Tanzer et al. performed a prospective randomized trial to assess the effect of a calcium phosphate coating on femoral bone remodeling after cementless THA using proximally porous-coated stems with titanium fiber mesh33. They demonstrated that HA-TCP coated stems had significantly less femoral bone loss than uncoated stems at 2-year follow-up33. They thought that the increased retention of BMD with the HA-TCP-coated stems most likely resulted from increased bone formation in the periprosthetic regions secondary to the coating, increased load transfer between the implant and bone because of enhanced osseointegration, or both33. Although this study could not assess the pure effect of a calcium phosphate coating on periprosthetic bone remodeling due to the different porous coatings between the two stems, the results of this study do not refute the possibility that a calcium phosphate coating contributes to less periprosthetic bone loss.

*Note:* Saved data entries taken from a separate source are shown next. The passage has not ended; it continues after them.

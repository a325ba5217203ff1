//! Theme store — storefront presentation variables.
//!
//! DESIGN
//! ======
//! Four style tokens applied process-wide. Values are not validated;
//! whatever was last written wins. DOM mirroring lives in `util::theme`
//! so this module stays pure.

#[cfg(test)]
#[path = "theme_test.rs"]
mod theme_test;

/// Style tokens mirrored onto the document root.
#[derive(Clone, Debug, PartialEq, Eq)]
pub struct Theme {
    pub primary: String,
    pub secondary: String,
    pub accent: String,
    pub font: String,
}

impl Default for Theme {
    fn default() -> Self {
        Self {
            primary: "#1f2937".to_owned(),
            secondary: "#6b7280".to_owned(),
            accent: "#d97706".to_owned(),
            font: "'Inter', sans-serif".to_owned(),
        }
    }
}

/// A partial theme update; `None` fields keep their current values.
#[derive(Clone, Debug, Default, PartialEq, Eq)]
pub struct ThemePatch {
    pub primary: Option<String>,
    pub secondary: Option<String>,
    pub accent: Option<String>,
    pub font: Option<String>,
}

impl Theme {
    /// Merge the given fields into the theme, leaving the rest unchanged.
    pub fn apply_patch(&mut self, patch: &ThemePatch) {
        if let Some(primary) = &patch.primary {
            self.primary = primary.clone();
        }
        if let Some(secondary) = &patch.secondary {
            self.secondary = secondary.clone();
        }
        if let Some(accent) = &patch.accent {
            self.accent = accent.clone();
        }
        if let Some(font) = &patch.font {
            self.font = font.clone();
        }
    }
}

However, we found no differences in the clinical outcomes between the two groups. Previous clinical studies reported similar clinical results between stems, despite differences in periprosthetic bone remodeling33,34,35. Taken together, this suggests that periprosthetic bone loss does not affect short-term clinical outcomes. Regarding long-term effects, the clinical relevance of periprosthetic bone loss remains unclear. Several studies have reported that periprosthetic bone loss has no clinical impact based on long-term results36,37, but other studies have shown continuous bone loss in the proximal region over a period of more than 10 years38,39. Furthermore, periprosthetic fractures have been reported to be the most important cause of long-term failure after cementless THA, with a cumulative probability of 13% after 29 years40. Thus, we believe that it is worthwhile to reduce the amount of periprosthetic bone loss.

This study has several limitations. First, since the two stems differed in aspects besides the type of porous coating, the present study could not attribute the effect on prosthetic bone remodeling to differences in porous coating type alone. However, we were able to evaluate the effect of porous tantalum on bone remodeling in this randomized controlled trial. Second, due to the multicenter nature of this study, periprosthetic BMD was measured using 3 different DEXA machines. However, in this study, we assessed the change in BMD from baseline. We believe that the effect of the different DAXA machines is small because each patient is his or her own control. Third, the observation period of 2 years only demonstrated early trends. Further study is needed to clarify the long-term effect of porous tantalum on periprosthetic bone remodeling.

In conclusion, this study demonstrated that a proximally coated stem with porous tantalum was superior to a conventional stem with titanium fiber mesh in terms of periprosthetic bone remodeling.